Record excerpts section start

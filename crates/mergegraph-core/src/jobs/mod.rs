//! Background jobs.
//!
//! - [`JobQueue`]: durable SQLite queue shared between the orchestrator and
//!   worker processes
//! - [`WorkerPool`]: tokio workers claiming and running queued jobs
//! - [`index_model_by_id`] / [`merge_renamed_models`]: the job bodies

mod executor;
mod index_job;
mod queue;
mod worker;

pub use executor::{IndexingExecutor, JobExecutor};
pub use index_job::{extract_model, index_model_by_id, merge_renamed_models, persist_extraction};
pub use queue::{JobQueue, JobRecord, QueueCounts};
pub use worker::{WorkerPool, WorkerStats};

use crate::error::{MergeGraphError, Result};
use serde::{Deserialize, Serialize};
use std::fmt;
use std::path::PathBuf;

/// Lifecycle of a queued job.
#[derive(Debug, Clone, Copy, PartialEq, Eq, Hash, Serialize, Deserialize)]
#[serde(rename_all = "lowercase")]
pub enum JobStatus {
    Queued,
    Started,
    Finished,
    Failed,
    /// Failed past the retry limit; never run again in this pass.
    Dead,
}

impl JobStatus {
    pub fn as_str(&self) -> &'static str {
        match self {
            JobStatus::Queued => "queued",
            JobStatus::Started => "started",
            JobStatus::Finished => "finished",
            JobStatus::Failed => "failed",
            JobStatus::Dead => "dead",
        }
    }

    pub fn parse(value: &str) -> Result<Self> {
        match value {
            "queued" => Ok(JobStatus::Queued),
            "started" => Ok(JobStatus::Started),
            "finished" => Ok(JobStatus::Finished),
            "failed" => Ok(JobStatus::Failed),
            "dead" => Ok(JobStatus::Dead),
            other => Err(MergeGraphError::Validation {
                field: "status".into(),
                message: format!("unknown job status: {}", other),
            }),
        }
    }

    /// Still waiting for or held by a worker.
    pub fn is_pending(&self) -> bool {
        matches!(self, JobStatus::Queued | JobStatus::Started)
    }
}

impl fmt::Display for JobStatus {
    fn fmt(&self, f: &mut fmt::Formatter<'_>) -> fmt::Result {
        f.write_str(self.as_str())
    }
}

/// Work item stored in the queue.
#[derive(Debug, Clone, PartialEq, Serialize, Deserialize)]
#[serde(tag = "kind", rename_all = "snake_case")]
pub enum JobPayload {
    IndexModel {
        model_id: String,
        results_dir: Option<PathBuf>,
    },
    MergeRenamed {
        src_id: String,
        dst_id: String,
    },
}

fn id_part(model_id: &str) -> String {
    model_id.replace('/', "__")
}

impl JobPayload {
    pub fn index(model_id: impl Into<String>, results_dir: Option<PathBuf>) -> Self {
        JobPayload::IndexModel {
            model_id: model_id.into(),
            results_dir,
        }
    }

    pub fn merge(src_id: impl Into<String>, dst_id: impl Into<String>) -> Self {
        JobPayload::MergeRenamed {
            src_id: src_id.into(),
            dst_id: dst_id.into(),
        }
    }

    /// Deterministic job id, so re-enqueueing the same work reuses the entry.
    pub fn job_id(&self) -> String {
        match self {
            JobPayload::IndexModel { model_id, .. } => {
                format!("index_model_by_id__{}", id_part(model_id))
            }
            JobPayload::MergeRenamed { src_id, dst_id } => format!(
                "merge_renamed_models__{}__to__{}",
                id_part(src_id),
                id_part(dst_id)
            ),
        }
    }

    /// Model id the job is about.
    pub fn model_id(&self) -> &str {
        match self {
            JobPayload::IndexModel { model_id, .. } => model_id,
            JobPayload::MergeRenamed { src_id, .. } => src_id,
        }
    }
}

/// Run blocking store work off the async runtime.
pub(crate) async fn blocking<T, F>(f: F) -> Result<T>
where
    F: FnOnce() -> Result<T> + Send + 'static,
    T: Send + 'static,
{
    tokio::task::spawn_blocking(f)
        .await
        .map_err(|e| MergeGraphError::Other(format!("Blocking task failed: {}", e)))?
}

#[cfg(test)]
mod tests {
    use super::*;

    #[test]
    fn test_job_ids() {
        assert_eq!(
            JobPayload::index("teamX/model-7b", None).job_id(),
            "index_model_by_id__teamX__model-7b"
        );
        assert_eq!(
            JobPayload::merge("a/b", "c/d").job_id(),
            "merge_renamed_models__a__b__to__c__d"
        );
    }

    #[test]
    fn test_payload_serialization() {
        let payload = JobPayload::merge("C/z", "D/z");
        let json = serde_json::to_string(&payload).unwrap();
        assert_eq!(
            json,
            r#"{"kind":"merge_renamed","src_id":"C/z","dst_id":"D/z"}"#
        );
        assert_eq!(serde_json::from_str::<JobPayload>(&json).unwrap(), payload);
    }

    #[test]
    fn test_status_parse() {
        for status in [
            JobStatus::Queued,
            JobStatus::Started,
            JobStatus::Finished,
            JobStatus::Failed,
            JobStatus::Dead,
        ] {
            assert_eq!(JobStatus::parse(status.as_str()).unwrap(), status);
        }
        assert!(JobStatus::parse("deferred").is_err());
        assert!(JobStatus::Started.is_pending());
        assert!(!JobStatus::Dead.is_pending());
    }
}
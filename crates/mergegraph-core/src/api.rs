//! Top-level handle wiring the hub, graph repository and job queue together.

use crate::cancel::CancellationToken;
use crate::config::Settings;
use crate::error::{MergeGraphError, Result};
use crate::graph::GraphRepository;
use crate::hub::{HuggingFaceHub, ModelHub};
use crate::indexer::{IndexOptions, IndexReport, Indexer};
use crate::jobs::{IndexingExecutor, JobQueue, WorkerPool};
use crate::service::ModelService;
use std::sync::Arc;
use tracing::info;

/// Shared handles for one process.
///
/// # Example
///
/// ```rust,ignore
/// use mergegraph::{MergeGraphApi, Settings};
///
/// let api = MergeGraphApi::open(Settings::from_env()?)?;
/// let lineage = api.service().get_model_lineage("teamX/model", None)?;
/// ```
#[derive(Clone)]
pub struct MergeGraphApi {
    hub: Arc<dyn ModelHub>,
    repo: Arc<GraphRepository>,
    queue: Arc<JobQueue>,
    settings: Settings,
}

impl MergeGraphApi {
    /// Open the stores and hub client described by `settings`.
    pub fn open(settings: Settings) -> Result<Self> {
        settings.validate()?;
        let hub = Arc::new(HuggingFaceHub::from_settings(&settings)?);
        let repo = Arc::new(GraphRepository::open(&settings)?);
        let queue = Arc::new(JobQueue::open(&settings.queue_path, settings.store_retry.clone())?);
        Ok(Self::from_parts(hub, repo, queue, settings))
    }

    /// Assemble from existing parts, e.g. an in-memory store and a fake hub.
    pub fn from_parts(
        hub: Arc<dyn ModelHub>,
        repo: Arc<GraphRepository>,
        queue: Arc<JobQueue>,
        settings: Settings,
    ) -> Self {
        Self {
            hub,
            repo,
            queue,
            settings,
        }
    }

    pub fn settings(&self) -> &Settings {
        &self.settings
    }

    pub fn hub(&self) -> Arc<dyn ModelHub> {
        self.hub.clone()
    }

    pub fn repository(&self) -> Arc<GraphRepository> {
        self.repo.clone()
    }

    pub fn queue(&self) -> Arc<JobQueue> {
        self.queue.clone()
    }

    pub fn service(&self) -> ModelService {
        ModelService::new(self.repo.clone())
    }

    pub fn indexer(&self) -> Indexer {
        Indexer::new(
            self.hub.clone(),
            self.repo.clone(),
            self.queue.clone(),
            self.settings.clone(),
        )
    }

    pub fn worker_pool(&self) -> WorkerPool {
        let executor = Arc::new(IndexingExecutor::new(self.hub.clone(), self.repo.clone()));
        WorkerPool::new(self.queue.clone(), executor, &self.settings)
    }

    /// Index with `workers` in-process workers draining the queue.
    ///
    /// With zero workers the queue must be drained by separate worker
    /// processes sharing the same queue file.
    pub async fn index(&self, options: &IndexOptions, workers: usize) -> Result<IndexReport> {
        let cancel = CancellationToken::new();
        let handles = if workers > 0 {
            self.worker_pool().with_workers(workers).spawn(false, cancel.clone())
        } else {
            info!("No in-process workers; waiting for external workers");
            Vec::new()
        };

        let report = self.indexer().run(options).await;

        cancel.cancel();
        for handle in handles {
            handle
                .await
                .map_err(|e| MergeGraphError::Other(format!("Worker task failed: {}", e)))?;
        }
        report
    }
}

Record excerpts section end

● Exercise instructions:
Extract all lines from the data in which "GraphRepository" is found.

● Output below:
use crate::graph::GraphRepository;
    repo: Arc<GraphRepository>,
        let repo = Arc::new(GraphRepository::open(&settings)?);
        repo: Arc<GraphRepository>,
    pub fn repository(&self) -> Arc<GraphRepository> {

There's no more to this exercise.